Collected data
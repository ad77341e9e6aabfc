//! Buffer objects and client vertex arrays.
//!
//! A `*_pointer` call latches the current array-buffer binding, exactly like
//! the C API: with a buffer bound the data argument is a byte offset into
//! that buffer's storage, otherwise the client data is copied into an
//! immutable snapshot the draw expansion reads later.

use std::sync::Arc;

use super::drawing::ArrayData;
use super::Renderer;
use crate::context::BufferUsage;
use crate::error::GlError;
use crate::snapshot::Versioned;
use crate::state::{ArraySource, ArrayState, ArrayType};

#[derive(Debug, Clone, Copy, PartialEq, Eq)]
pub enum BufferTarget {
    Array,
    ElementArray,
}

#[derive(Debug, Clone, Copy, PartialEq, Eq)]
pub enum ClientArray {
    Vertex,
    Color,
    Normal,
    TexCoord,
}

impl Renderer {
    pub fn gen_buffers(&mut self, n: usize) -> Vec<u32> {
        self.context().gen_buffers(n)
    }

    pub fn bind_buffer(&mut self, target: BufferTarget, id: u32) {
        if id != 0 && self.context().find_buffer(id).is_none() {
            self.context().record_error(GlError::InvalidValue);
            return;
        }
        match target {
            BufferTarget::Array => self.array_buffer_binding = id,
            BufferTarget::ElementArray => self.element_array_buffer_binding = id,
        }
    }

    pub fn delete_buffers(&mut self, ids: &[u32]) {
        self.context().delete_buffers(ids);
        if ids.contains(&self.array_buffer_binding) {
            self.array_buffer_binding = 0;
        }
        if ids.contains(&self.element_array_buffer_binding) {
            self.element_array_buffer_binding = 0;
        }
    }

    pub fn buffer_data(&mut self, target: BufferTarget, data: &[u8], usage: BufferUsage) {
        let id = self.binding(target);
        if id == 0 {
            self.context().record_error(GlError::InvalidOperation);
            return;
        }
        if let Err(e) = self.context().buffer_data(id, data, usage) {
            self.context().record_error(e);
        }
    }

    pub fn buffer_sub_data(&mut self, target: BufferTarget, offset: usize, data: &[u8]) {
        let id = self.binding(target);
        if id == 0 {
            self.context().record_error(GlError::InvalidOperation);
            return;
        }
        if let Err(e) = self.context().buffer_sub_data(id, offset, data) {
            self.context().record_error(e);
        }
    }

    pub(super) fn binding(&self, target: BufferTarget) -> u32 {
        match target {
            BufferTarget::Array => self.array_buffer_binding,
            BufferTarget::ElementArray => self.element_array_buffer_binding,
        }
    }

    pub fn enable_client_state(&mut self, array: ClientArray) {
        self.client_array(array).modify(|state| state.enabled = true);
    }

    pub fn disable_client_state(&mut self, array: ClientArray) {
        self.client_array(array).modify(|state| state.enabled = false);
    }

    fn client_array(&self, array: ClientArray) -> &Versioned<ArrayState> {
        let context = self.context();
        match array {
            ClientArray::Vertex => &context.vertex_array,
            ClientArray::Color => &context.color_array,
            ClientArray::Normal => &context.normal_array,
            ClientArray::TexCoord => &context.texcoord_array,
        }
    }

    pub fn vertex_pointer(&mut self, size: usize, stride: usize, data: ArrayData<'_>) {
        if !(2..=4).contains(&size) {
            self.context().record_error(GlError::InvalidValue);
            return;
        }
        self.set_pointer(ClientArray::Vertex, size, ArrayType::Float, stride, data);
    }

    pub fn color_pointer(&mut self, size: usize, ty: ArrayType, stride: usize, data: ArrayData<'_>) {
        if size != 3 && size != 4 {
            self.context().record_error(GlError::InvalidValue);
            return;
        }
        self.set_pointer(ClientArray::Color, size, ty, stride, data);
    }

    pub fn normal_pointer(&mut self, stride: usize, data: ArrayData<'_>) {
        self.set_pointer(ClientArray::Normal, 3, ArrayType::Float, stride, data);
    }

    pub fn tex_coord_pointer(&mut self, size: usize, stride: usize, data: ArrayData<'_>) {
        if !(2..=4).contains(&size) {
            self.context().record_error(GlError::InvalidValue);
            return;
        }
        if self.client_active_texture != 0 {
            log::debug!("texcoord arrays are captured for unit 0 only");
        }
        self.set_pointer(ClientArray::TexCoord, size, ArrayType::Float, stride, data);
    }

    fn set_pointer(
        &mut self,
        array: ClientArray,
        size: usize,
        ty: ArrayType,
        stride: usize,
        data: ArrayData<'_>,
    ) {
        let source = match (self.array_buffer_binding, data) {
            (0, ArrayData::Floats(values)) => {
                ArraySource::Client(Arc::from(bytemuck::cast_slice::<f32, u8>(values)))
            }
            (0, ArrayData::Bytes(bytes)) => ArraySource::Client(Arc::from(bytes)),
            (0, ArrayData::BufferOffset(_)) => {
                self.context().record_error(GlError::InvalidOperation);
                return;
            }
            (buffer, ArrayData::BufferOffset(offset)) => ArraySource::Buffer { buffer, offset },
            (_, _) => {
                // Client data while a buffer is bound: the binding wins in
                // the C API, so reject the ambiguous call outright.
                self.context().record_error(GlError::InvalidOperation);
                return;
            }
        };
        self.client_array(array).modify(|state| {
            state.size = size;
            state.ty = ty;
            state.stride = stride;
            state.source = source;
        });
    }
}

# Work instruction:
Check each line of the entries above, and show every one holding the word "contains".

# Response to the exercise:
        if ids.contains(&self.array_buffer_binding) {
        if ids.contains(&self.element_array_buffer_binding) {
        if !(2..=4).contains(&size) {
        if !(2..=4).contains(&size) {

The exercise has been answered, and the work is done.